PROBLEM DETAILS:
Scan the data. Collect each line that contains the word "someKey".

SUPPLIED DATA:
________
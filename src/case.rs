//! Key case conversion at the HTTP edge: storage and DTOs use snake_case, clients see camelCase.

use serde_json::{Map, Value};

/// `region_ids` -> `regionIds`
pub fn to_camel_case(s: &str) -> String {
    let mut out = String::with_capacity(s.len());
    let mut upper = false;
    for c in s.chars() {
        match c {
            '_' => upper = true,
            c if upper => {
                out.extend(c.to_uppercase());
                upper = false;
            }
            c => out.push(c),
        }
    }
    out
}

/// `regionIds` -> `region_ids`; already snake_case input is returned unchanged.
pub fn to_snake_case(s: &str) -> String {
    let mut out = String::with_capacity(s.len() + 4);
    for (i, c) in s.chars().enumerate() {
        if c.is_uppercase() {
            if i > 0 {
                out.push('_');
            }
            out.extend(c.to_lowercase());
        } else {
            out.push(c);
        }
    }
    out
}

fn rename_keys(map: &mut Map<String, Value>, convert: fn(&str) -> String) {
    let renamed = std::mem::take(map)
        .into_iter()
        .map(|(k, v)| (convert(&k), v))
        .collect();
    *map = renamed;
}

/// camelCase every object key at any depth (nested collections included).
pub fn value_keys_to_camel_case_recursive(value: &mut Value) {
    match value {
        Value::Object(map) => {
            rename_keys(map, to_camel_case);
            map.values_mut().for_each(value_keys_to_camel_case_recursive);
        }
        Value::Array(items) => items.iter_mut().for_each(value_keys_to_camel_case_recursive),
        _ => {}
    }
}

/// snake_case the top-level keys of a request body; other values are left alone.
pub fn value_keys_to_snake_case(value: &mut Value) {
    if let Value::Object(map) = value {
        rename_keys(map, to_snake_case);
    }
}

#[cfg(test)]
mod tests {
    use super::*;
    use serde_json::json;

    #[test]
    fn converts_identifiers() {
        assert_eq!(to_camel_case("quantity_per_period"), "quantityPerPeriod");
        assert_eq!(to_camel_case("id"), "id");
        assert_eq!(to_snake_case("insuranceEnabledFor"), "insurance_enabled_for");
        assert_eq!(to_snake_case("region_ids"), "region_ids");
    }

    #[test]
    fn camel_case_reaches_nested_collections() {
        let mut v = json!({"entitlement_ids": [1], "entitlements": [{"resource_ids": [], "resources": [{"accepts_insurance": true}]}]});
        value_keys_to_camel_case_recursive(&mut v);
        assert_eq!(
            v,
            json!({"entitlementIds": [1], "entitlements": [{"resourceIds": [], "resources": [{"acceptsInsurance": true}]}]})
        );
    }

    #[test]
    fn snake_case_is_top_level_only() {
        let mut v = json!({"regionIds": [1], "meta": {"someKey": 1}});
        value_keys_to_snake_case(&mut v);
        assert_eq!(v, json!({"region_ids": [1], "meta": {"someKey": 1}}));
    }
}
________
ANSWER TO THIS EXERCISE:
        let mut v = json!({"regionIds": [1], "meta": {"someKey": 1}});
        assert_eq!(v, json!({"region_ids": [1], "meta": {"someKey": 1}}));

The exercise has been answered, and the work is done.